HW 11a help & hint
#1 A hand holding a rope moves up and down to create a transverse wave on the rope.
The hand completes an oscillation in 1.9 s, and the wave travels along the string at 1 m/s.
The amplitude of the wave is 0.05 m.
a.) Find the frequency at which the crests pass a given point in space.
b.) Find the distance between two adjacent crests on the wave.
c.) There is a blue spot drawn onto the rope with a magic marker. Find the distance this
spot travels in one period.
d.) If the mass per unit length of the string is 8•10-4 kg/m, what is the tension in the string?
Someone asked:
"I am having trouble for 1c and d
c)isnt it just distance = vT, which would be 1m/s times 1.9s?
d)isnt it F= v^2/mass per unit of length?
Im not sure what im missing here..."
My answers:
Recall that we talked during the class. when wave travels, the media stay where they are.
When we play the "people wave", each person stay at their seat and just oscillate up and
down following the front person, so that the "wave" is spread out but each of us are still
there.
So the media doesn't move as the speed of wave. The media particles only oscillate with
amplitude A around their equilibrium center.
In each period of wave, object oscillating will cover a distance of 4A, but not go all the
way to distance of vT.
v=sqrt(F/mass per-unit-length), do math a little more carefully, you find that
v^2=F/(mass per unit length)
and F=_____________________ = ______
ALso pay attention to unit. Convert them to SI unit first.
Someone asked: Does this mean that distance is only related to amplitude?
Man, Weining:
a transverse wave:
For example, wave propagates in horizontal direction, but the string (spots on string)
oscillate in vertical direction.
Wavelength in horizontal direction.
Amplitude in vertical direction.
b.) Find the distance between two adjacent crests on the wave.
This distance is wavelength in the wave moving direction. Not related to amplitude.
c.) There is a blue spot drawn onto the rope with a magic marker. Find the distance this
spot travels in one period.
This distance is the distance of oscillation (vertical) for a single spot on the string. This is
only related to amplitude.
#2 A nylon guitar string has a linear density of 7.2g/m and is under a tension of 146N.
The fixed supports are 90cm apart. The string is oscillating in the standing wave pattern
shown below.
a.)Speed
student: I went to a help session and we used
v=sqrt(F/(m/L))
F=146N and m/L=7.2g/m. i used that equation with those numbers and it was wrong. can
you please tell me what i am doing wrong?
Man, Weining:
The key point is that you need to work on right units. convert g to kg, and cm to m
you have to change 7 g/m to kg/m
7 g/m is how many kg/m?
Only if you convert to SI unit: kg and meter,
you will get speed in SI unit m/s
waves travel pretty fast in thin strings like that.

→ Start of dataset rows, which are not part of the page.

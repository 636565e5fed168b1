//! Payment orders, placed orders and memberships.

use ironhouse_core::UserId;
use reqwest::Method;
use tracing::instrument;

use super::types::{
    AccessToken, CreateOrderRequest, Membership, Order, PaymentOrder, PaymentVerification,
    PlanOrderRequest, SubscribeRequest, VerifyPaymentRequest,
};
use super::{BackendError, GymApiClient};

impl GymApiClient {
    /// Create a gateway order for a set of cart lines.
    ///
    /// # Errors
    ///
    /// Returns an error if the backend or the gateway rejects the order.
    #[instrument(skip(self, token, request), fields(user_id = %request.user_id, amount = request.amount))]
    pub async fn create_order(
        &self,
        token: &AccessToken,
        request: &CreateOrderRequest<'_>,
    ) -> Result<PaymentOrder, BackendError> {
        self.send_json(
            Method::POST,
            &["api", "Payment", "create-order-multiple"],
            Some(token),
            request,
        )
        .await
    }

    /// Create a gateway order for a membership plan.
    ///
    /// # Errors
    ///
    /// Returns an error if the backend or the gateway rejects the order.
    #[instrument(skip(self, token, request), fields(user_id = %request.user_id, plan_id = %request.plan_id))]
    pub async fn create_plan_order(
        &self,
        token: &AccessToken,
        request: &PlanOrderRequest<'_>,
    ) -> Result<PaymentOrder, BackendError> {
        self.send_json(
            Method::POST,
            &["api", "Payment", "create-order-plan"],
            Some(token),
            request,
        )
        .await
    }

    /// Forward the gateway's payment signature for verification.
    ///
    /// # Errors
    ///
    /// Returns an error if the request fails. A bad signature is reported
    /// either as `Rejected` or as `verified: false`.
    #[instrument(skip(self, token, request), fields(order_id = %request.order_id))]
    pub async fn verify_payment(
        &self,
        token: &AccessToken,
        request: &VerifyPaymentRequest<'_>,
    ) -> Result<PaymentVerification, BackendError> {
        self.send_json(
            Method::POST,
            &["api", "Payment", "verify-payment"],
            Some(token),
            request,
        )
        .await
    }

    // =========================================================================
    // Orders
    // =========================================================================

    /// # Errors
    ///
    /// Returns an error if the request fails.
    #[instrument(skip(self, token), fields(user_id = %user_id))]
    pub async fn get_user_orders(
        &self,
        token: &AccessToken,
        user_id: &UserId,
    ) -> Result<Vec<Order>, BackendError> {
        self.get_json(&["api", "Orders", "user", user_id.as_str()], Some(token))
            .await
    }

    /// Every order in the system (admin).
    ///
    /// # Errors
    ///
    /// Returns an error if the request fails.
    #[instrument(skip(self, token))]
    pub async fn get_all_orders(&self, token: &AccessToken) -> Result<Vec<Order>, BackendError> {
        self.get_json(&["api", "Orders"], Some(token)).await
    }

    // =========================================================================
    // Memberships
    // =========================================================================

    /// # Errors
    ///
    /// Returns an error if the backend rejects the subscription.
    #[instrument(skip(self, token, request), fields(user_id = %request.user_id, plan_id = %request.plan_id))]
    pub async fn subscribe(
        &self,
        token: &AccessToken,
        request: &SubscribeRequest<'_>,
    ) -> Result<Membership, BackendError> {
        self.send_json(
            Method::POST,
            &["api", "Membership", "subscribe"],
            Some(token),
            request,
        )
        .await
    }

    /// # Errors
    ///
    /// Returns an error if the request fails.
    #[instrument(skip(self, token), fields(user_id = %user_id))]
    pub async fn get_memberships(
        &self,
        token: &AccessToken,
        user_id: &UserId,
    ) -> Result<Vec<Membership>, BackendError> {
        self.get_json(&["api", "Membership", "user", user_id.as_str()], Some(token))
            .await
    }
}
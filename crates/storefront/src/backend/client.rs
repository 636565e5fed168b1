//! HTTP plumbing shared by every endpoint group.

use std::sync::Arc;

use ironhouse_core::ChangeKind;
use moka::future::Cache;
use reqwest::{Method, RequestBuilder, StatusCode};
use secrecy::{ExposeSecret, SecretString};
use serde::Serialize;
use serde::de::DeserializeOwned;
use tracing::{debug, info, warn};
use url::Url;

use super::BackendError;
use super::cache::{CacheKey, CacheValue};
use super::types::AccessToken;
use crate::config::GymApiConfig;

const CACHE_CAPACITY: u64 = 1000;
const LOG_BODY_LIMIT: usize = 500;

// =============================================================================
// GymApiClient
// =============================================================================

/// Client for the gym REST backend.
///
/// Cheap to clone. Catalog reads (products, plans, trainers, resources) are
/// cached for the configured TTL.
#[derive(Clone)]
pub struct GymApiClient {
    inner: Arc<GymApiClientInner>,
}

struct GymApiClientInner {
    client: reqwest::Client,
    base_url: Url,
    api_key: SecretString,
    cache: Cache<CacheKey, CacheValue>,
}

impl GymApiClient {
    /// Create a new client.
    ///
    /// # Errors
    ///
    /// Returns `BackendError::Http` if the HTTP client cannot be built.
    pub fn new(config: &GymApiConfig) -> Result<Self, BackendError> {
        let cache = Cache::builder()
            .max_capacity(CACHE_CAPACITY)
            .time_to_live(config.cache_ttl)
            .support_invalidation_closures()
            .build();

        let client = reqwest::Client::builder()
            .timeout(config.timeout)
            .user_agent(concat!("ironhouse-storefront/", env!("CARGO_PKG_VERSION")))
            .build()?;

        Ok(Self {
            inner: Arc::new(GymApiClientInner {
                client,
                base_url: config.base_url.clone(),
                api_key: config.api_key.clone(),
                cache,
            }),
        })
    }

    // =========================================================================
    // Requests
    // =========================================================================

    /// Build an endpoint URL. Segments are percent-encoded, so IDs taken
    /// from user input cannot escape their path position.
    pub(super) fn url(&self, segments: &[&str]) -> Result<Url, BackendError> {
        let mut url = self.inner.base_url.clone();
        url.path_segments_mut()
            .map_err(|()| BackendError::Url)?
            .pop_if_empty()
            .extend(segments);
        Ok(url)
    }

    fn request(&self, method: Method, url: Url, token: Option<&AccessToken>) -> RequestBuilder {
        let builder = self
            .inner
            .client
            .request(method, url)
            .header("x-api-key", self.inner.api_key.expose_secret());
        match token {
            Some(token) => builder.bearer_auth(token.expose()),
            None => builder,
        }
    }

    pub(super) async fn get_json<T: DeserializeOwned>(
        &self,
        segments: &[&str],
        token: Option<&AccessToken>,
    ) -> Result<T, BackendError> {
        let url = self.url(segments)?;
        self.send(self.request(Method::GET, url, token)).await
    }

    pub(super) async fn send_json<B, T>(
        &self,
        method: Method,
        segments: &[&str],
        token: Option<&AccessToken>,
        body: &B,
    ) -> Result<T, BackendError>
    where
        B: Serialize + ?Sized,
        T: DeserializeOwned,
    {
        let url = self.url(segments)?;
        self.send(self.request(method, url, token).json(body)).await
    }

    /// Send a request whose response body is ignored.
    pub(super) async fn send_unit<B: Serialize + ?Sized>(
        &self,
        method: Method,
        segments: &[&str],
        token: Option<&AccessToken>,
        body: Option<&B>,
    ) -> Result<(), BackendError> {
        let url = self.url(segments)?;
        let mut builder = self.request(method, url, token);
        if let Some(body) = body {
            builder = builder.json(body);
        }
        self.send_raw(builder).await.map(|_| ())
    }

    async fn send<T: DeserializeOwned>(&self, builder: RequestBuilder) -> Result<T, BackendError> {
        let body = self.send_raw(builder).await?;
        serde_json::from_str(&body).map_err(|e| {
            tracing::error!(
                error = %e,
                body = %truncate(&body, LOG_BODY_LIMIT),
                "Failed to parse gym backend response"
            );
            BackendError::Parse(e)
        })
    }

    async fn send_raw(&self, builder: RequestBuilder) -> Result<String, BackendError> {
        let response = builder.send().await?;
        let status = response.status();

        if status == StatusCode::TOO_MANY_REQUESTS {
            let retry_after = response
                .headers()
                .get("Retry-After")
                .and_then(|v| v.to_str().ok())
                .and_then(|s| s.parse::<u64>().ok())
                .unwrap_or(1);
            return Err(BackendError::RateLimited(retry_after));
        }

        let body = response.text().await?;
        if status.is_success() {
            return Ok(body);
        }

        warn!(
            status = %status,
            body = %truncate(&body, LOG_BODY_LIMIT),
            "Gym backend returned non-success status"
        );
        Err(status_error(status, &body))
    }

    // =========================================================================
    // Cache
    // =========================================================================

    pub(super) async fn cached(&self, key: &CacheKey) -> Option<CacheValue> {
        self.inner.cache.get(key).await
    }

    pub(super) async fn remember(&self, key: CacheKey, value: CacheValue) {
        self.inner.cache.insert(key, value).await;
    }

    /// Drop every cached entry matching `predicate`.
    pub(super) fn invalidate_where<F>(&self, predicate: F)
    where
        F: Fn(&CacheKey) -> bool + Send + Sync + 'static,
    {
        if let Err(e) = self
            .inner
            .cache
            .invalidate_entries_if(move |key, _| predicate(key))
        {
            warn!(error = %e, "Predicate invalidation failed, clearing cache");
            self.inner.cache.invalidate_all();
        }
    }

    /// React to a realtime change event from the backend.
    ///
    /// This is the hook a realtime transport calls; admin writes through this
    /// client call it too.
    pub fn apply_change(&self, kind: ChangeKind) {
        if kind == ChangeKind::CartUpdates {
            debug!(%kind, "Nothing cached for change");
            return;
        }
        self.invalidate_where(move |key| key.affected_by(kind));
        info!(%kind, "Invalidated cached catalog entries");
    }
}

#[derive(serde::Deserialize)]
struct ErrorBody {
    #[serde(default)]
    message: Option<String>,
    #[serde(default)]
    error: Option<String>,
}

/// Map a non-success response to a [`BackendError`].
fn status_error(status: StatusCode, body: &str) -> BackendError {
    let message = serde_json::from_str::<ErrorBody>(body)
        .ok()
        .and_then(|b| b.message.or(b.error))
        .filter(|m| !m.trim().is_empty())
        .unwrap_or_else(|| {
            status
                .canonical_reason()
                .unwrap_or("Request failed")
                .to_string()
        });

    match status {
        StatusCode::UNAUTHORIZED | StatusCode::FORBIDDEN => BackendError::Unauthorized(message),
        StatusCode::NOT_FOUND => BackendError::NotFound(message),
        StatusCode::CONFLICT => BackendError::Conflict(message),
        StatusCode::BAD_REQUEST | StatusCode::UNPROCESSABLE_ENTITY => {
            BackendError::Rejected(message)
        }
        _ => BackendError::Status {
            status: status.as_u16(),
            message,
        },
    }
}

fn truncate(s: &str, max_chars: usize) -> String {
    s.chars().take(max_chars).collect()
}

Student: For part B it asks you to find the wavelength in cm. I thought wavelength was 2
times L. 2*90cm= 180 cm is wrong.
how am i supposed to find the wavelength?
Man, Weining: look at the pattern shown in the picture.

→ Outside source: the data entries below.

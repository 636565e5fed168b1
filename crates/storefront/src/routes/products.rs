//! Product catalog route handlers.

use axum::{
    Json,
    extract::{Path, Query, State},
};
use ironhouse_core::ProductId;
use serde::Deserialize;
use tracing::instrument;

use crate::backend::{BackendError, Product};
use crate::error::{AppError, Result};
use crate::state::AppState;

/// Listing order.
#[derive(Debug, Clone, Copy, Default, PartialEq, Eq, Deserialize)]
#[serde(rename_all = "snake_case")]
pub enum ProductSort {
    /// Newest first (backend order when dates are missing).
    #[default]
    Newest,
    PriceAsc,
    PriceDesc,
    Name,
}

/// Query parameters for the product listing.
#[derive(Debug, Default, Deserialize)]
pub struct ProductQuery {
    pub category: Option<String>,
    pub q: Option<String>,
    #[serde(default)]
    pub sort: ProductSort,
}

/// Filter and order active products for the listing.
#[must_use]
pub fn filter_products(products: &[Product], query: &ProductQuery) -> Vec<Product> {
    let category = query
        .category
        .as_deref()
        .map(str::trim)
        .filter(|c| !c.is_empty());
    let needle = query
        .q
        .as_deref()
        .map(|q| q.trim().to_lowercase())
        .filter(|q| !q.is_empty());

    let mut listed: Vec<Product> = products
        .iter()
        .filter(|p| p.is_active)
        .filter(|p| {
            category.is_none_or(|c| {
                p.category
                    .as_deref()
                    .is_some_and(|pc| pc.eq_ignore_ascii_case(c))
            })
        })
        .filter(|p| {
            needle.as_deref().is_none_or(|n| {
                p.name.to_lowercase().contains(n) || p.description.to_lowercase().contains(n)
            })
        })
        .cloned()
        .collect();

    match query.sort {
        ProductSort::Newest => listed.sort_by(|a, b| b.created_at.cmp(&a.created_at)),
        ProductSort::PriceAsc => listed.sort_by(|a, b| a.price.cmp(&b.price)),
        ProductSort::PriceDesc => listed.sort_by(|a, b| b.price.cmp(&a.price)),
        ProductSort::Name => listed.sort_by_cached_key(|p| p.name.to_lowercase()),
    }
    listed
}

/// `GET /api/products`
#[instrument(skip(state))]
pub async fn index(
    State(state): State<AppState>,
    Query(query): Query<ProductQuery>,
) -> Result<Json<Vec<Product>>> {
    let products = state.backend().get_products().await?;
    Ok(Json(filter_products(&products, &query)))
}

/// `GET /api/products/{id}`
#[instrument(skip(state))]
pub async fn show(
    State(state): State<AppState>,
    Path(id): Path<ProductId>,
) -> Result<Json<Product>> {
    match state.backend().get_product(&id).await {
        Ok(product) if product.is_active => Ok(Json(product)),
        Ok(_) | Err(BackendError::NotFound(_)) => {
            Err(AppError::NotFound(format!("product {id}")))
        }
        Err(e) => Err(e.into()),
    }
}

#[cfg(test)]
mod tests {
    use rust_decimal::Decimal;

    use super::*;

    fn product(id: &str, name: &str, price: i64, category: Option<&str>) -> Product {
        Product {
            id: ProductId::new(id),
            name: name.to_string(),
            description: format!("{name} for serious lifters"),
            price: Decimal::new(price, 0),
            category: category.map(String::from),
            stock: 10,
            image_url: None,
            is_active: true,
            created_at: None,
        }
    }

    fn catalog() -> Vec<Product> {
        let mut hidden = product("p4", "Old Shaker", 5, Some("accessories"));
        hidden.is_active = false;
        vec![
            product("p1", "Whey Protein", 2499, Some("supplements")),
            product("p2", "lifting belt", 1800, Some("Accessories")),
            product("p3", "Creatine", 899, Some("supplements")),
            hidden,
        ]
    }

    fn ids(products: &[Product]) -> Vec<&str> {
        products.iter().map(|p| p.id.as_str()).collect()
    }

    #[test]
    fn test_inactive_hidden() {
        let listed = filter_products(&catalog(), &ProductQuery::default());
        assert_eq!(listed.len(), 3);
        assert!(listed.iter().all(|p| p.is_active));
    }

    #[test]
    fn test_category_filter_ignores_case() {
        let query = ProductQuery {
            category: Some("accessories".into()),
            ..ProductQuery::default()
        };
        assert_eq!(ids(&filter_products(&catalog(), &query)), vec!["p2"]);
    }

    #[test]
    fn test_search_matches_name_and_description() {
        let query = ProductQuery {
            q: Some("  PROTEIN ".into()),
            ..ProductQuery::default()
        };
        assert_eq!(ids(&filter_products(&catalog(), &query)), vec!["p1"]);

        let query = ProductQuery {
            q: Some("serious".into()),
            sort: ProductSort::Name,
            ..ProductQuery::default()
        };
        assert_eq!(ids(&filter_products(&catalog(), &query)), vec!["p3", "p2", "p1"]);
    }

    #[test]
    fn test_price_sorting() {
        let asc = ProductQuery {
            sort: ProductSort::PriceAsc,
            ..ProductQuery::default()
        };
        assert_eq!(ids(&filter_products(&catalog(), &asc)), vec!["p3", "p2", "p1"]);

        let desc = ProductQuery {
            sort: ProductSort::PriceDesc,
            ..ProductQuery::default()
        };
        assert_eq!(ids(&filter_products(&catalog(), &desc)), vec!["p1", "p2", "p3"]);
    }

    #[test]
    fn test_sort_from_query_string() {
        let query: ProductQuery = serde_json::from_str(r#"{"sort":"price_desc"}"#).unwrap_or_default();
        assert_eq!(query.sort, ProductSort::PriceDesc);
    }
}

Recall what you saw in the class.
2 times L is the first harmonic wavelength.
In that case from the left end to the fight end, it covers half wavelength and there are no
nodes in between.
And there can be many other harmonic wavelengths for the same string. wavelength =
2L/N,
N is a integer.
They ask you to find the wavelength of the wave pattern shown in the picture.

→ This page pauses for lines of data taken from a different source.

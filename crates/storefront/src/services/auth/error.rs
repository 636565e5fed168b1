//! Authentication error types.

use thiserror::Error;

use crate::backend::BackendError;

/// Errors that can occur during authentication operations.
#[derive(Debug, Error)]
pub enum AuthError {
    /// Invalid email format.
    #[error("invalid email: {0}")]
    InvalidEmail(#[from] ironhouse_core::EmailError),

    /// OTP is not six digits.
    #[error("invalid code: {0}")]
    InvalidOtp(#[from] ironhouse_core::OtpError),

    /// Password too weak or invalid.
    #[error("password validation failed: {0}")]
    WeakPassword(String),

    /// Name missing or too long.
    #[error("invalid name")]
    InvalidName,

    /// Phone number malformed.
    #[error("invalid phone number")]
    InvalidPhone,

    /// Wrong email or password.
    #[error("invalid credentials")]
    InvalidCredentials,

    /// Email already registered.
    #[error("user already exists")]
    UserAlreadyExists,

    /// Backend refused an OTP or reset request.
    #[error("code rejected: {0}")]
    CodeRejected(String),

    /// Gym backend error.
    #[error("backend error: {0}")]
    Backend(#[from] BackendError),
}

By looking the picture, you know how long is the string, (between both ends), you can
also see from the left end point to which point you covers a wavelength. You can see that
your wavelength is how much portion of L.....
same thing for the last question.
By looking at the picture, you can see that half wavelength is what portion of L.
And the total wavelength is more than L, which is equal to ______???
Attention that for pipe with one open end, wavelength = 4L/N. See the pictures on
textbook and on lecture notes.
#3 Attention that in question 3,
For pipes with one open end, wavelength = 4L / N ,where N are odd numbers
For question3a, you can read the figure to find out one L is how much wavelength and then find
out wavelength. Then frequency. For question 3b, you can look at your text book or my lecture
note to find out that for pipes with one closed end, the FUNDAMENTAL wavelength will be how
many times of pipe length. Notice that the close end must have a node, and the open end must
be crest (maximum).
hw 11 #5 (b),
It says that "recall the third harmonic in this case is standing wave with the second lowest
frequency) Why is "the third harmonic in this case is standing wave with the second
lowest frequency"?
My answer:
for pipes with one closed end, wavelength = 4L/ N, here N is a odd number
lowest wavelength = 4L
second lowest wavelength = 4L/3
It is called "the third harmonic", because it is the fundamental wavelength / by 3.
There is no second harmonic (4L/2) for this pipe.
It's just how it is called.
The Nth harmonic is respect to the fundamental wavelength.